#### [Assignment]
Filter the data for lines with the word "extractors", then copy every line so identified.

#### [Data to examine]
+++

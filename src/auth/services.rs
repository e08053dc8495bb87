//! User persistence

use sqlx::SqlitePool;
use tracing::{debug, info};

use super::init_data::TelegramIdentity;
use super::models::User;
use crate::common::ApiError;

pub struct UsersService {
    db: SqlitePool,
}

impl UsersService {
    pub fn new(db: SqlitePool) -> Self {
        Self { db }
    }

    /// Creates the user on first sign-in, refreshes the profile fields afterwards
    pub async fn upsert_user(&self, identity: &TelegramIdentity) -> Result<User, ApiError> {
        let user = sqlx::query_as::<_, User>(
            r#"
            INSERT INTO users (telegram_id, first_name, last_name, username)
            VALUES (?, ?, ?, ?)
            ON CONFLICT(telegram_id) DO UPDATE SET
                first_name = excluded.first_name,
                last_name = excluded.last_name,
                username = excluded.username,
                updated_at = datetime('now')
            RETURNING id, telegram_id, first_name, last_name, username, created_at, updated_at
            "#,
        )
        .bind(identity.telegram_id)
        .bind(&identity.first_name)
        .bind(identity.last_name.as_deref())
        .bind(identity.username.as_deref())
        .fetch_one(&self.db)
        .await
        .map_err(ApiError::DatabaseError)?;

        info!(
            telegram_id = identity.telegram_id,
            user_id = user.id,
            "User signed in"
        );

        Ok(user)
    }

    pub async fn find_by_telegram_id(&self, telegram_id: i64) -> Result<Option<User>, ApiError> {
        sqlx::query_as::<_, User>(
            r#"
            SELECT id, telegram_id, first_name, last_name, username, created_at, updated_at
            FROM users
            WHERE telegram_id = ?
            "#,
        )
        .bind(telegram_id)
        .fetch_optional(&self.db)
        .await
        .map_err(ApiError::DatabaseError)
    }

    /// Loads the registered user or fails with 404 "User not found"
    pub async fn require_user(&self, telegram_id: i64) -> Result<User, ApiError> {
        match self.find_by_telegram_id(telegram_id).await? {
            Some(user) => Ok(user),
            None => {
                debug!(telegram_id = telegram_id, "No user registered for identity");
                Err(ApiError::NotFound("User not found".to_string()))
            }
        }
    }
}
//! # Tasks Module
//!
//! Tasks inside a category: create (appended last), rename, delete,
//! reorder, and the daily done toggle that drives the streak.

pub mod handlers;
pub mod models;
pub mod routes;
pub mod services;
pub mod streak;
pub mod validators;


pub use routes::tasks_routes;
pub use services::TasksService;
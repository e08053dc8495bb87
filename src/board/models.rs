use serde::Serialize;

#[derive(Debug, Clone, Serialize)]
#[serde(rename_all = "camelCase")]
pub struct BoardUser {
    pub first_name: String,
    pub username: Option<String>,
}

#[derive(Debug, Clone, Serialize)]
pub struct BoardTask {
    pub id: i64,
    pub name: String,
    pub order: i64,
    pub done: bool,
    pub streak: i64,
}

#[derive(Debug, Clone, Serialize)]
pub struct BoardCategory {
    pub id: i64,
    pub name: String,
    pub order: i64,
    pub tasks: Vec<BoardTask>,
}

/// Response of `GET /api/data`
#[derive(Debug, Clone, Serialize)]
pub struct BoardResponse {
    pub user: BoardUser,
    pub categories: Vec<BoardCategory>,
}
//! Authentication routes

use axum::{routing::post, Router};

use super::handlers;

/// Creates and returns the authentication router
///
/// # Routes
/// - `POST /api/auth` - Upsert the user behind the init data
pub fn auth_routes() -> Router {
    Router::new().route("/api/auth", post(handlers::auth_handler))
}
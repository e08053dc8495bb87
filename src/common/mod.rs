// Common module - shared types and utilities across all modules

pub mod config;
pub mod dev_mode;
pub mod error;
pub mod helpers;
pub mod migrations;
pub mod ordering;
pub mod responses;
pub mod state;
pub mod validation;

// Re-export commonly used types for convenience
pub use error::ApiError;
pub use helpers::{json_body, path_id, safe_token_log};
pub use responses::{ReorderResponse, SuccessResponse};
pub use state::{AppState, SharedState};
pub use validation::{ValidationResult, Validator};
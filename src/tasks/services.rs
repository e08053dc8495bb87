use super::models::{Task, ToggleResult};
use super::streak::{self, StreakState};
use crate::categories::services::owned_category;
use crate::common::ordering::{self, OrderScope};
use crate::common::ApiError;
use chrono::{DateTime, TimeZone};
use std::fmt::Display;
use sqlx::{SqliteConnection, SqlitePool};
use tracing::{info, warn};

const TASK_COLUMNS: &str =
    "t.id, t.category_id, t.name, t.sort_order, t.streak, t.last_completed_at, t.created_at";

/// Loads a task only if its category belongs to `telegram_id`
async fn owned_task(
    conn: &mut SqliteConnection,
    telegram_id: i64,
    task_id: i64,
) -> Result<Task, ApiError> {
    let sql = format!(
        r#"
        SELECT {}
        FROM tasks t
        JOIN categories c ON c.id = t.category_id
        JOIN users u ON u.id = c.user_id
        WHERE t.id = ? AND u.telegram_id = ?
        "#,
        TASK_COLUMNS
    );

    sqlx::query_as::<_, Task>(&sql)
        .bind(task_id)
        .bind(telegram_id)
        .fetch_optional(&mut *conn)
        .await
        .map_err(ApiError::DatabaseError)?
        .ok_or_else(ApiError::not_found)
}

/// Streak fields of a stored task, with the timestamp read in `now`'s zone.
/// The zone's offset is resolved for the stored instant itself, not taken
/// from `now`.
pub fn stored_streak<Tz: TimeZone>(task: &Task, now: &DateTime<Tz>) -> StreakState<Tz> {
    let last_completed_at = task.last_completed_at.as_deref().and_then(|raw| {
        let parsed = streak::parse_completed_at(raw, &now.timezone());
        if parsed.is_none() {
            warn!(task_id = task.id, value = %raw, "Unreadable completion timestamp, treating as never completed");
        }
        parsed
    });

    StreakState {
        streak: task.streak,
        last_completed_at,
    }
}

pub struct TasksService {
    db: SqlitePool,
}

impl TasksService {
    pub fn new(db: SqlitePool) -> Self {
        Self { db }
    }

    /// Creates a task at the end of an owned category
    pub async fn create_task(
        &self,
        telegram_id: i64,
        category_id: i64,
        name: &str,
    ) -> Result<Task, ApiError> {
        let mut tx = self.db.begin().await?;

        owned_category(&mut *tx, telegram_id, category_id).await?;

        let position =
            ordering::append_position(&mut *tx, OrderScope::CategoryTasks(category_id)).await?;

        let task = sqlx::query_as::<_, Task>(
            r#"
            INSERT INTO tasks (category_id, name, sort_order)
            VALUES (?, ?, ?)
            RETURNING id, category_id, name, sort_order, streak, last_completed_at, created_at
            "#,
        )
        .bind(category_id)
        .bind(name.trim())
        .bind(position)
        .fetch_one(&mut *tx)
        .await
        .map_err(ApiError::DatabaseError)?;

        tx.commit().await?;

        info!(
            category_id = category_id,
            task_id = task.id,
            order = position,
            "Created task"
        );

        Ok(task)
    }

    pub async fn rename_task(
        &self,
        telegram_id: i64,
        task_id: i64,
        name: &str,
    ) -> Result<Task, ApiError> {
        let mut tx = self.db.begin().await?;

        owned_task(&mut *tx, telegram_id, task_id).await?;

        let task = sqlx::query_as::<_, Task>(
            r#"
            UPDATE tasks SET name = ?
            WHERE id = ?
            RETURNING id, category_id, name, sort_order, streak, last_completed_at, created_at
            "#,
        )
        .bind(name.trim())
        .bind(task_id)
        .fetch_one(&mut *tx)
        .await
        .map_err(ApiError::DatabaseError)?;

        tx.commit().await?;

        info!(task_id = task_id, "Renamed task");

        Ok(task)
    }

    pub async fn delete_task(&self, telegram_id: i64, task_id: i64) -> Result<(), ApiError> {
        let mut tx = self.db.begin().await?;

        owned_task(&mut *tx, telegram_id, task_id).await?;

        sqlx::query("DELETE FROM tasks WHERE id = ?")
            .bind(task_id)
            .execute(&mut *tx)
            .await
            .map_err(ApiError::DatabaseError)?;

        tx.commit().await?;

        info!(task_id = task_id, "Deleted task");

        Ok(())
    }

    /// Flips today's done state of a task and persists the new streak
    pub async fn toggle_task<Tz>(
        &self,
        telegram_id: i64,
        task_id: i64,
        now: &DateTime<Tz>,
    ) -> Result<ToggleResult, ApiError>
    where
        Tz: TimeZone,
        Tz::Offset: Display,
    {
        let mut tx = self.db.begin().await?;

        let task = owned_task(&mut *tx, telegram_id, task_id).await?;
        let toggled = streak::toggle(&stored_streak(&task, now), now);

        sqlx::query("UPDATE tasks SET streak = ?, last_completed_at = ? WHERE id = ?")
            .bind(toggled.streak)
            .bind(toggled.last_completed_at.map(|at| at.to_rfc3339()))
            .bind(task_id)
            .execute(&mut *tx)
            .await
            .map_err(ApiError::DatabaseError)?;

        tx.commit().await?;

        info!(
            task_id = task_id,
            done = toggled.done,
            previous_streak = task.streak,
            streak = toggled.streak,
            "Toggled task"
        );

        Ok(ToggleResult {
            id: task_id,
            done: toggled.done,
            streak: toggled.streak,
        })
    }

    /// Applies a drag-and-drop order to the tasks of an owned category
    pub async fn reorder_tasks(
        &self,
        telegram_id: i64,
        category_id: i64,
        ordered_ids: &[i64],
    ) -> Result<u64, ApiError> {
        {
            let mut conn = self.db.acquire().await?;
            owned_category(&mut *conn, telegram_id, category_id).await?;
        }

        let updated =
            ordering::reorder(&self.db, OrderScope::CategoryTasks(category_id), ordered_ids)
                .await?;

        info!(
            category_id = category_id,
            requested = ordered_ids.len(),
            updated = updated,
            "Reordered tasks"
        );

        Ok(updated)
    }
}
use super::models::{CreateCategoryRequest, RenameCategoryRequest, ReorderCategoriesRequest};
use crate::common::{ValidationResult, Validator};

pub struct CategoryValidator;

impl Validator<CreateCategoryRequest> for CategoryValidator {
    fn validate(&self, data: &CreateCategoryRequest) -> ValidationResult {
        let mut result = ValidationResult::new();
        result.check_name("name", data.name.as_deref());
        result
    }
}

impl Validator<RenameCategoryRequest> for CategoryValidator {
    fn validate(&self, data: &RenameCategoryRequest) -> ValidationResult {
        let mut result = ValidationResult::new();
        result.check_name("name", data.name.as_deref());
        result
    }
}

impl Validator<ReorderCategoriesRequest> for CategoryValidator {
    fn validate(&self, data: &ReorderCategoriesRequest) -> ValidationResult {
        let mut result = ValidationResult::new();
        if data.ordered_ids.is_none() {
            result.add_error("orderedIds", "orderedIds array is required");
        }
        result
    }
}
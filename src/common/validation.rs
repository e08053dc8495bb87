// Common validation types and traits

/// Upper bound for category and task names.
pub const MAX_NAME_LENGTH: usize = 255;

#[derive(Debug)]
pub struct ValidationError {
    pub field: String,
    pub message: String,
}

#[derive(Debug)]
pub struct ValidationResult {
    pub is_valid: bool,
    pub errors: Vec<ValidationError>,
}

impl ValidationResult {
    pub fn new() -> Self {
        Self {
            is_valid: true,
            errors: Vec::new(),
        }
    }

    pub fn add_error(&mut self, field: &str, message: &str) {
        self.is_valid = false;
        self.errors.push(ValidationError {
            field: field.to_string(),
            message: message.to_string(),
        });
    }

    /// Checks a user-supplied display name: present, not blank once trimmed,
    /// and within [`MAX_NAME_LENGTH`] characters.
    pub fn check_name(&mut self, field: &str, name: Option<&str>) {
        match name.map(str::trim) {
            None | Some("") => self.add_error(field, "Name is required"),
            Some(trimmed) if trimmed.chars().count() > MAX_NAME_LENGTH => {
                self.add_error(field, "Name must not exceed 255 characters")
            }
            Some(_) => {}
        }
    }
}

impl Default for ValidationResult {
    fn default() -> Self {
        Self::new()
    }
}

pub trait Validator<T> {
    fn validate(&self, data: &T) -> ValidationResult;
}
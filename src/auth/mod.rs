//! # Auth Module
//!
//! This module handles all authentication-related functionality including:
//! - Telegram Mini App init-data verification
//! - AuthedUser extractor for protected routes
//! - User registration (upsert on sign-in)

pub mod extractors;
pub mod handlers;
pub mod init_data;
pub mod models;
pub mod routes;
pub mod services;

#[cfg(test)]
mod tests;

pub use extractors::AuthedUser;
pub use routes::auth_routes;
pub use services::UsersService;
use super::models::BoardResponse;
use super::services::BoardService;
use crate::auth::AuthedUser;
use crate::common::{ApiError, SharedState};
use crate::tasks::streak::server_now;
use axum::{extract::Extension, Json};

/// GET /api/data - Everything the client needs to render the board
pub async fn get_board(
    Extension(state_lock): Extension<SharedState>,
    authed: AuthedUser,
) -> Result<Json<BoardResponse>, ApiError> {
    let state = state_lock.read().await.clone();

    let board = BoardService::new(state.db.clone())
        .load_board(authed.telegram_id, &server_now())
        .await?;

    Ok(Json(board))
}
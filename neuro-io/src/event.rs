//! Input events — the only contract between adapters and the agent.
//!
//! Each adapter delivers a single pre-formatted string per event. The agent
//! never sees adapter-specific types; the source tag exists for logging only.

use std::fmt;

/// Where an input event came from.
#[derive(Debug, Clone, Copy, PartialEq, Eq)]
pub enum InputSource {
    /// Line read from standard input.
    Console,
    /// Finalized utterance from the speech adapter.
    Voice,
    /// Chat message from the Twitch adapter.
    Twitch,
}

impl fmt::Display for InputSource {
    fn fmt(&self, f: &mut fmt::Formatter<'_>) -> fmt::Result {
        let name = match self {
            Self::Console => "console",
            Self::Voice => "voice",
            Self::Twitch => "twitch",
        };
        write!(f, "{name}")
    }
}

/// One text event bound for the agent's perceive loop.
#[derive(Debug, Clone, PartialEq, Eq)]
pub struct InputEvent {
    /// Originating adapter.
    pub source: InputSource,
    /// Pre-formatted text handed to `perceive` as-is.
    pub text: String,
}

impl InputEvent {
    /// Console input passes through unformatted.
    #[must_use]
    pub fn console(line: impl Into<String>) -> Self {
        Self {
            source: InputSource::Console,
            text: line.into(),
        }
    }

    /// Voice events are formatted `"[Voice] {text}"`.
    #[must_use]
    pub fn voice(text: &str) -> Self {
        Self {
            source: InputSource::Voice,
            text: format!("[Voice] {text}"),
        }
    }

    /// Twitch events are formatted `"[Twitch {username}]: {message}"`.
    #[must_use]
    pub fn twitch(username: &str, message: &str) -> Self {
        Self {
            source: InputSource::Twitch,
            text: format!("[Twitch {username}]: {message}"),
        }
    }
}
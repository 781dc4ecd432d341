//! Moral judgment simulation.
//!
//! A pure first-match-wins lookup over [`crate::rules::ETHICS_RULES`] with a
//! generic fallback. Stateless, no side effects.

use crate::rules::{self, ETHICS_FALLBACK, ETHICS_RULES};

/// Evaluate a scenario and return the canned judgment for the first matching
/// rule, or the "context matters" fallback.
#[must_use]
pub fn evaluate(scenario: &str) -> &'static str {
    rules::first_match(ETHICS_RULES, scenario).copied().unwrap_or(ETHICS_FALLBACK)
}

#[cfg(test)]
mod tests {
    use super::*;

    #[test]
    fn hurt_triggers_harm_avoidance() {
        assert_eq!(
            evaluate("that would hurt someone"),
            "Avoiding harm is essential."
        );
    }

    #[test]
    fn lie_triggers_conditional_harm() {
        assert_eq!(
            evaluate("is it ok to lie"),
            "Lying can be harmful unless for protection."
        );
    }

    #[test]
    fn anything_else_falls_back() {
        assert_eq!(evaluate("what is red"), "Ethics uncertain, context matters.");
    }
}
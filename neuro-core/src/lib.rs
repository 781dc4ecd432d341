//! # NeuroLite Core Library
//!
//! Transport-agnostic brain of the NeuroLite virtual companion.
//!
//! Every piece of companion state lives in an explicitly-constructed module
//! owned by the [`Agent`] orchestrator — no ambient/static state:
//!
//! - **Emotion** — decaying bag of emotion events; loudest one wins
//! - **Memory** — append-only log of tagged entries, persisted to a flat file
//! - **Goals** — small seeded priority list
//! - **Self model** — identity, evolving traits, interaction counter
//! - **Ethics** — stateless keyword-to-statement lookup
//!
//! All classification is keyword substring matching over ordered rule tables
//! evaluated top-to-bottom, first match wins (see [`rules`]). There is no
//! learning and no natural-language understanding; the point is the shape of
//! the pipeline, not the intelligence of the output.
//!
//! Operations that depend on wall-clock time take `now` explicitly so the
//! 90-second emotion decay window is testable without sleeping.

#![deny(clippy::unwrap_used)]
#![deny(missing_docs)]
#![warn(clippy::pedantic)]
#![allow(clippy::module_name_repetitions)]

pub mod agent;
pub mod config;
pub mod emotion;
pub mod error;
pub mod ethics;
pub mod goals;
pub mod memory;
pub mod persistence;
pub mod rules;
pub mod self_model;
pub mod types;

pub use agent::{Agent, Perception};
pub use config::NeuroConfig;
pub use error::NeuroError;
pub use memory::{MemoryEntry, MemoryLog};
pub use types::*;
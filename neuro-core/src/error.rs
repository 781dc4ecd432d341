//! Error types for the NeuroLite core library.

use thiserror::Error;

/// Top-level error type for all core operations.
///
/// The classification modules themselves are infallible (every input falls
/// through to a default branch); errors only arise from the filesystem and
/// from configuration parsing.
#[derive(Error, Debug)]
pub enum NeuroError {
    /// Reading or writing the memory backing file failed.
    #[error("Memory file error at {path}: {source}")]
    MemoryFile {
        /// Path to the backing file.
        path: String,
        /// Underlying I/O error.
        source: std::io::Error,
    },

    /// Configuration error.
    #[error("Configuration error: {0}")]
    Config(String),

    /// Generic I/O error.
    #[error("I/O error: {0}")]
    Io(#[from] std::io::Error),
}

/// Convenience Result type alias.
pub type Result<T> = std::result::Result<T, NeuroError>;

+++

#### [Answer space]
pub mod extractors;
pub use extractors::AuthedUser;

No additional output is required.